Bush’s Global AIDS Initiative Could be ‘Tarnished’ by Slow Start, AIDS Advocates Say
President Bush's five-year, $15 billion global AIDS initiative could be "tarnished" by an "anemic" start, Gannett/Detroit News reports. AIDS advocates had hoped for $3 billion in fiscal year 2004 for "massive" treatment and prevention efforts in the 12 African and two Caribbean countries covered by the initiative, but Republican congressional leaders are trying to hold spending to $2 billion (Frandsen, Gannett/Detroit News, 10/26). In addition, the Bush administration has requested only $2 billion, although the measure (HR 1298) supporting the initiative authorizes $3 billion for the first year of the program. Bush said that his administration requested less than $3 billion in funding for the first year of the initiative in order to give the program time to "ramp up" (Kaiser Daily HIV/AIDS Report, 9/17). DATA, an AIDS, debt relief and trade advocacy group, has said that the extra $1 billion could prevent 1.6 million new HIV infections and could provide 400,000 HIV-positive people with antiretroviral treatment, according to Gannett/Detroit News. AIDS advocates say that the epidemic has "dramatically" worsened poverty in countries hardest hit and could lead to slow economic growth and political instability in some countries. "We're saying this is an emergency.

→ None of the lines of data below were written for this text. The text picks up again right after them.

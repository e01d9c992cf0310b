//! Boundary loaders for the core's input snapshots.
//!
//! The core operates on validated, in-memory snapshots; this module is
//! where outside data earns its way in. Both loaders reject anything the
//! core's invariants would not allow (zero capacities, zero or negative
//! distances, malformed codes), so nothing downstream has to re-check.

mod catalog;
mod demo;
mod network;

pub use catalog::{CatalogLoadError, CatalogSnapshot, load_catalog, parse_catalog};
pub use demo::{demo_catalog, demo_network};
pub use network::{NetworkLoadError, load_network, parse_network};
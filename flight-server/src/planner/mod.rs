//! Route planning and itinerary assembly.
//!
//! This module answers the planning half of the problem: which airports a
//! trip passes through (`route`, Dijkstra over the network graph) and how
//! the trip gets fulfilled leg by leg against the catalog and seat
//! inventory (`builder`).

mod builder;
mod graph;
mod route;

pub use builder::{ItineraryBuilder, PlanRequest};
pub use graph::{AirportGraph, GraphError};
pub use route::{RoutePath, UnknownAirport, shortest_path};
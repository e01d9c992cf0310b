use std::net::SocketAddr;
use std::path::Path;

use tracing_subscriber::EnvFilter;

use flight_server::loader::{demo_catalog, demo_network, load_catalog, load_network};
use flight_server::web::{AppState, create_router};

#[tokio::main]
async fn main() {
    tracing_subscriber::fmt()
        .with_env_filter(EnvFilter::try_from_default_env().unwrap_or_else(|_| "info".into()))
        .init();

    // Load the network snapshot, or fall back to the built-in demo
    let graph = match std::env::var("NETWORK_PATH") {
        Ok(path) => load_network(Path::new(&path)).expect("Failed to load network file"),
        Err(_) => {
            eprintln!("NETWORK_PATH not set; using built-in demo network.");
            demo_network()
        }
    };

    // Load the catalog snapshot, or generate demo flights for the network
    let snapshot = match std::env::var("CATALOG_PATH") {
        Ok(path) => load_catalog(Path::new(&path)).expect("Failed to load catalog file"),
        Err(_) => {
            eprintln!("CATALOG_PATH not set; generating demo flights.");
            demo_catalog(&graph)
        }
    };

    println!(
        "Loaded {} airports, {} routes, {} flights",
        graph.airport_count(),
        snapshot.catalog.route_count(),
        snapshot.inventory.flight_count()
    );

    // Build app state
    let state = AppState::new(graph, snapshot.catalog, snapshot.inventory);

    // Create router
    let app = create_router(state);

    // Bind and serve
    let addr: SocketAddr = std::env::var("BIND_ADDR")
        .ok()
        .and_then(|raw| raw.parse().ok())
        .unwrap_or_else(|| SocketAddr::from(([127, 0, 0, 1], 3000)));
    println!("Flight Itinerary Planner listening on http://{addr}");
    println!();
    println!("API Endpoints:");
    println!("  GET  /health           - Health check");
    println!("  GET  /routes/shortest  - Shortest route between airports");
    println!("  GET  /flights/search   - Nearest-price flight on a route");
    println!("  POST /itinerary/plan   - Plan and book an itinerary");
    println!("  POST /flights/book     - Book a seat on a flight");
    println!("  POST /flights/cancel   - Cancel a booking");

    let listener = tokio::net::TcpListener::bind(addr).await.unwrap();
    axum::serve(listener, app).await.unwrap();
}
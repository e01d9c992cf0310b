//! Airport code types.

use std::fmt;

/// Error returned when parsing an invalid airport code.
#[derive(Debug, Clone, PartialEq, Eq, thiserror::Error)]
#[error("invalid airport code: {reason}")]
pub struct InvalidAirportCode {
    reason: &'static str,
}

/// A valid 3-letter IATA airport code.
///
/// IATA codes are always 3 uppercase ASCII letters. This type guarantees
/// that any `AirportCode` value is valid by construction.
///
/// # Examples
///
/// ```
/// use flight_server::domain::AirportCode;
///
/// let jfk = AirportCode::parse("JFK").unwrap();
/// assert_eq!(jfk.as_str(), "JFK");
///
/// // Lowercase is rejected
/// assert!(AirportCode::parse("jfk").is_err());
///
/// // Wrong length is rejected
/// assert!(AirportCode::parse("JF").is_err());
/// assert!(AirportCode::parse("JFKX").is_err());
/// ```
#[derive(Clone, Copy, PartialEq, Eq, Hash, PartialOrd, Ord)]
pub struct AirportCode([u8; 3]);

impl AirportCode {
    /// Parse an airport code from a string.
    ///
    /// The input must be exactly 3 uppercase ASCII letters (A-Z).
    pub fn parse(s: &str) -> Result<Self, InvalidAirportCode> {
        let bytes = s.as_bytes();

        if bytes.len() != 3 {
            return Err(InvalidAirportCode {
                reason: "must be exactly 3 characters",
            });
        }

        for &b in bytes {
            if !b.is_ascii_uppercase() {
                return Err(InvalidAirportCode {
                    reason: "must be uppercase ASCII letters A-Z",
                });
            }
        }

        Ok(AirportCode([bytes[0], bytes[1], bytes[2]]))
    }

    /// Parse an airport code, trimming whitespace and folding to uppercase.
    ///
    /// Useful at the web boundary where users type `"jfk "`.
    pub fn parse_normalized(s: &str) -> Result<Self, InvalidAirportCode> {
        Self::parse(&s.trim().to_ascii_uppercase())
    }

    /// Returns the airport code as a string slice.
    pub fn as_str(&self) -> &str {
        // SAFETY: We only store valid ASCII uppercase letters
        std::str::from_utf8(&self.0).unwrap()
    }
}

impl fmt::Debug for AirportCode {
    fn fmt(&self, f: &mut fmt::Formatter<'_>) -> fmt::Result {
        write!(f, "AirportCode({})", self.as_str())
    }
}

impl fmt::Display for AirportCode {
    fn fmt(&self, f: &mut fmt::Formatter<'_>) -> fmt::Result {
        f.write_str(self.as_str())
    }
}

#[cfg(test)]
mod tests {
    use super::*;

    #[test]
    fn parse_valid_code() {
        assert!(AirportCode::parse("JFK").is_ok());
        assert!(AirportCode::parse("LAX").is_ok());
        assert!(AirportCode::parse("ORD").is_ok());
        assert!(AirportCode::parse("AAA").is_ok());
        assert!(AirportCode::parse("ZZZ").is_ok());
    }

    #[test]
    fn reject_lowercase() {
        assert!(AirportCode::parse("jfk").is_err());
        assert!(AirportCode::parse("Jfk").is_err());
        assert!(AirportCode::parse("JFk").is_err());
    }

    #[test]
    fn reject_wrong_length() {
        assert!(AirportCode::parse("").is_err());
        assert!(AirportCode::parse("J").is_err());
        assert!(AirportCode::parse("JF").is_err());
        assert!(AirportCode::parse("JFKX").is_err());
        assert!(AirportCode::parse("KENNEDY").is_err());
    }

    #[test]
    fn reject_non_ascii() {
        assert!(AirportCode::parse("J1K").is_err());
        assert!(AirportCode::parse("J-K").is_err());
        assert!(AirportCode::parse("J K").is_err());
        assert!(AirportCode::parse("JÖK").is_err());
    }

    #[test]
    fn parse_normalized_accepts_lowercase_and_whitespace() {
        assert_eq!(
            AirportCode::parse_normalized(" jfk ").unwrap(),
            AirportCode::parse("JFK").unwrap()
        );
        assert_eq!(
            AirportCode::parse_normalized("Lax").unwrap(),
            AirportCode::parse("LAX").unwrap()
        );
        assert!(AirportCode::parse_normalized("j f").is_err());
    }

    #[test]
    fn as_str_roundtrip() {
        let code = AirportCode::parse("JFK").unwrap();
        assert_eq!(code.as_str(), "JFK");
    }

    #[test]
    fn display() {
        let code = AirportCode::parse("LHR").unwrap();
        assert_eq!(format!("{}", code), "LHR");
    }

    #[test]
    fn debug() {
        let code = AirportCode::parse("FRA").unwrap();
        assert_eq!(format!("{:?}", code), "AirportCode(FRA)");
    }

    #[test]
    fn equality() {
        let a = AirportCode::parse("JFK").unwrap();
        let b = AirportCode::parse("JFK").unwrap();
        let c = AirportCode::parse("LAX").unwrap();
        assert_eq!(a, b);
        assert_ne!(a, c);
    }

    #[test]
    fn hash_consistent_with_eq() {
        use std::collections::HashSet;
        let mut set = HashSet::new();
        set.insert(AirportCode::parse("JFK").unwrap());
        assert!(set.contains(&AirportCode::parse("JFK").unwrap()));
        assert!(!set.contains(&AirportCode::parse("LAX").unwrap()));
    }

    #[test]
    fn ordering_is_lexicographic() {
        let atl = AirportCode::parse("ATL").unwrap();
        let jfk = AirportCode::parse("JFK").unwrap();
        assert!(atl < jfk);
    }
}
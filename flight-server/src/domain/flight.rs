//! Flight identity types.

use std::fmt;

use super::{AirportCode, ClockTime, Price};

/// Error returned when parsing an invalid flight identifier.
#[derive(Debug, Clone, PartialEq, Eq, thiserror::Error)]
#[error("invalid flight id: {reason}")]
pub struct InvalidFlightId {
    reason: &'static str,
}

/// A flight identifier such as `FL123`.
///
/// Identifiers are 2 to 8 uppercase ASCII letters and digits, and must
/// start with a letter. Valid by construction.
///
/// # Examples
///
/// ```
/// use flight_server::domain::FlightId;
///
/// let id = FlightId::parse("FL123").unwrap();
/// assert_eq!(id.as_str(), "FL123");
///
/// assert!(FlightId::parse("").is_err());
/// assert!(FlightId::parse("fl123").is_err());
/// assert!(FlightId::parse("123").is_err());
/// ```
#[derive(Clone, PartialEq, Eq, Hash, PartialOrd, Ord)]
pub struct FlightId(String);

impl FlightId {
    /// Parse a flight identifier from a string.
    pub fn parse(s: &str) -> Result<Self, InvalidFlightId> {
        let bytes = s.as_bytes();

        if bytes.len() < 2 || bytes.len() > 8 {
            return Err(InvalidFlightId {
                reason: "must be 2-8 characters",
            });
        }

        if !bytes[0].is_ascii_uppercase() {
            return Err(InvalidFlightId {
                reason: "must start with an uppercase letter",
            });
        }

        for &b in bytes {
            if !b.is_ascii_uppercase() && !b.is_ascii_digit() {
                return Err(InvalidFlightId {
                    reason: "must be uppercase ASCII letters and digits",
                });
            }
        }

        Ok(FlightId(s.to_string()))
    }

    /// Returns the identifier as a string slice.
    pub fn as_str(&self) -> &str {
        &self.0
    }
}

impl fmt::Debug for FlightId {
    fn fmt(&self, f: &mut fmt::Formatter<'_>) -> fmt::Result {
        write!(f, "FlightId({})", self.0)
    }
}

impl fmt::Display for FlightId {
    fn fmt(&self, f: &mut fmt::Formatter<'_>) -> fmt::Result {
        f.write_str(&self.0)
    }
}

/// Error returned when constructing an inconsistent flight record.
#[derive(Debug, Clone, PartialEq, Eq, thiserror::Error)]
pub enum InvalidFlight {
    /// Capacity must allow at least one booking
    #[error("flight capacity must be at least 1")]
    ZeroCapacity,

    /// A flight cannot fly to its own origin
    #[error("flight origin and destination must differ")]
    SameEndpoints,
}

/// The immutable identity of a scheduled flight.
///
/// A record describes one flight of a repeating daily schedule: where it
/// flies, when, at what fare and with how many seats. The record never
/// changes after catalog load; the remaining-seat count is tracked
/// separately by [`crate::inventory::SeatInventory`].
#[derive(Debug, Clone, PartialEq, Eq)]
pub struct FlightRecord {
    /// Unique flight identifier.
    pub id: FlightId,
    /// Departure airport.
    pub origin: AirportCode,
    /// Arrival airport.
    pub destination: AirportCode,
    /// Scheduled departure, wall clock.
    pub departure: ClockTime,
    /// Scheduled arrival, wall clock.
    pub arrival: ClockTime,
    /// Fare price.
    pub price: Price,
    /// Total seat capacity, fixed at creation.
    pub capacity: u32,
}

impl FlightRecord {
    /// Construct a validated flight record.
    ///
    /// # Errors
    ///
    /// Rejects zero capacity and flights whose origin equals their
    /// destination. Prices, codes and times are already valid by
    /// construction of their types.
    #[allow(clippy::too_many_arguments)]
    pub fn new(
        id: FlightId,
        origin: AirportCode,
        destination: AirportCode,
        departure: ClockTime,
        arrival: ClockTime,
        price: Price,
        capacity: u32,
    ) -> Result<Self, InvalidFlight> {
        if capacity == 0 {
            return Err(InvalidFlight::ZeroCapacity);
        }
        if origin == destination {
            return Err(InvalidFlight::SameEndpoints);
        }

        Ok(Self {
            id,
            origin,
            destination,
            departure,
            arrival,
            price,
            capacity,
        })
    }
}
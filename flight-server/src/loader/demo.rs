//! Built-in demo snapshot.
//!
//! An 8-airport intercontinental network with generated flights, used
//! when no snapshot files are configured so the server runs out of the
//! box. Distances are great-circle kilometres; a zero entry in the matrix
//! means the pair has no direct connection.

use std::sync::Arc;

use rand::Rng;
use tracing::info;

use crate::domain::{AirportCode, ClockTime, FlightId, FlightRecord, Price};
use crate::planner::AirportGraph;

use super::catalog::CatalogSnapshot;

const DEMO_AIRPORTS: [&str; 8] = ["JFK", "LAX", "ORD", "ATL", "HND", "DXB", "FRA", "LHR"];

/// Pairwise distances, indexed like `DEMO_AIRPORTS`.
const DEMO_DISTANCES: [[u64; 8]; 8] = [
    [0, 2451, 790, 763, 6742, 6860, 3930, 3460],
    [2451, 0, 1745, 393, 5503, 8277, 5653, 5432],
    [790, 1745, 0, 606, 6623, 7190, 602, 3850],
    [763, 393, 606, 0, 6960, 7481, 5433, 4150],
    [6742, 5503, 6623, 6960, 0, 7359, 6170, 9715],
    [6860, 8277, 7190, 7481, 7359, 0, 5631, 7155],
    [3930, 5653, 602, 5433, 6170, 5631, 0, 780],
    [3460, 5432, 3850, 4150, 9715, 7155, 780, 0],
];

/// Build the demo airport network.
pub fn demo_network() -> AirportGraph {
    let mut graph = AirportGraph::new();
    let codes: Vec<AirportCode> = DEMO_AIRPORTS
        .iter()
        .map(|s| AirportCode::parse(s).expect("demo airport codes are valid"))
        .collect();

    for &code in &codes {
        graph.add_airport(code);
    }
    for (i, row) in DEMO_DISTANCES.iter().enumerate() {
        for (j, &distance) in row.iter().enumerate() {
            if i != j && distance > 0 {
                graph
                    .add_edge(codes[i], codes[j], distance)
                    .expect("demo distances are positive");
            }
        }
    }

    graph
}

/// Generate a catalog of random flights covering every connection in the
/// network.
pub fn demo_catalog(graph: &AirportGraph) -> CatalogSnapshot {
    let mut rng = rand::thread_rng();
    let snapshot = CatalogSnapshot::default();
    let mut sequence = 0u32;

    for (from_idx, &origin) in graph.airports().iter().enumerate() {
        for &(to_idx, distance) in graph.neighbors(from_idx) {
            let destination = graph.code(to_idx);

            for _ in 0..rng.gen_range(1..=3) {
                sequence += 1;
                let record = demo_flight(&mut rng, sequence, origin, destination, distance);
                let record = Arc::new(record);
                snapshot.inventory.register(&record);
                snapshot.catalog.add_flight(record);
            }
        }
    }

    info!(
        flights = snapshot.inventory.flight_count(),
        routes = snapshot.catalog.route_count(),
        "demo catalog generated"
    );

    snapshot
}

fn demo_flight(
    rng: &mut impl Rng,
    sequence: u32,
    origin: AirportCode,
    destination: AirportCode,
    distance: u64,
) -> FlightRecord {
    let departure_hour = rng.gen_range(5..22);
    let duration_hours = 1 + (distance / 900) as u32;
    let arrival_hour = (departure_hour + duration_hours) % 24;
    let minute = 15 * rng.gen_range(0..4);

    // Fares loosely track distance, with per-flight spread
    let base = (distance * 8) as u32;
    let price = Price::from_minor(base + rng.gen_range(0..=20_000));

    FlightRecord::new(
        FlightId::parse(&format!("FL{sequence:03}")).expect("demo flight ids are valid"),
        origin,
        destination,
        ClockTime::from_hm(departure_hour, minute).expect("demo times are valid"),
        ClockTime::from_hm(arrival_hour, minute).expect("demo times are valid"),
        price,
        rng.gen_range(40..=200),
    )
    .expect("demo flights are valid")
}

The president says it is an emergency. But $2 billion doesn't treat it as an emergency," DATA's Tom Hart said, adding, "You don't deal with a forest fire with a couple of garden hoses."
Appropriations
Some AIDS groups are hoping that the Senate will approve the full amount authorized, but "time is running short," Gannett/Detroit News reports (Gannett/Detroit News, 10/26). The Senate last month rejected an amendment to the FY 2004 labor, health and education services appropriations bill (HR 2660) that would have added $1 billion to the roughly $2 billion already appropriated by the Senate for the initiative. The House has approved approximately $2 billion for the AIDS initiative for FY 2004 (Kaiser Daily HIV/AIDS Report, 9/17). Most congressional Republicans are "comfortable" with the $2 billion amount, according to Gannett/Detroit News. "Contrary to the alarmist rhetoric of the hard left, we have achieved a great milestone if we get $2 billion for AIDS," Sam Stratman, spokesperson for House International Relations Committee Chair Henry Hyde (R-Ill.), said, adding, "We don't even know if there is a capacity to absorb this money." Serge Duss of World Vision said the additional $1 billion should be spent creating clinics, treatment networks and other infrastructure to provide prevention and treatment services (Gannett/Detroit News, 10/26).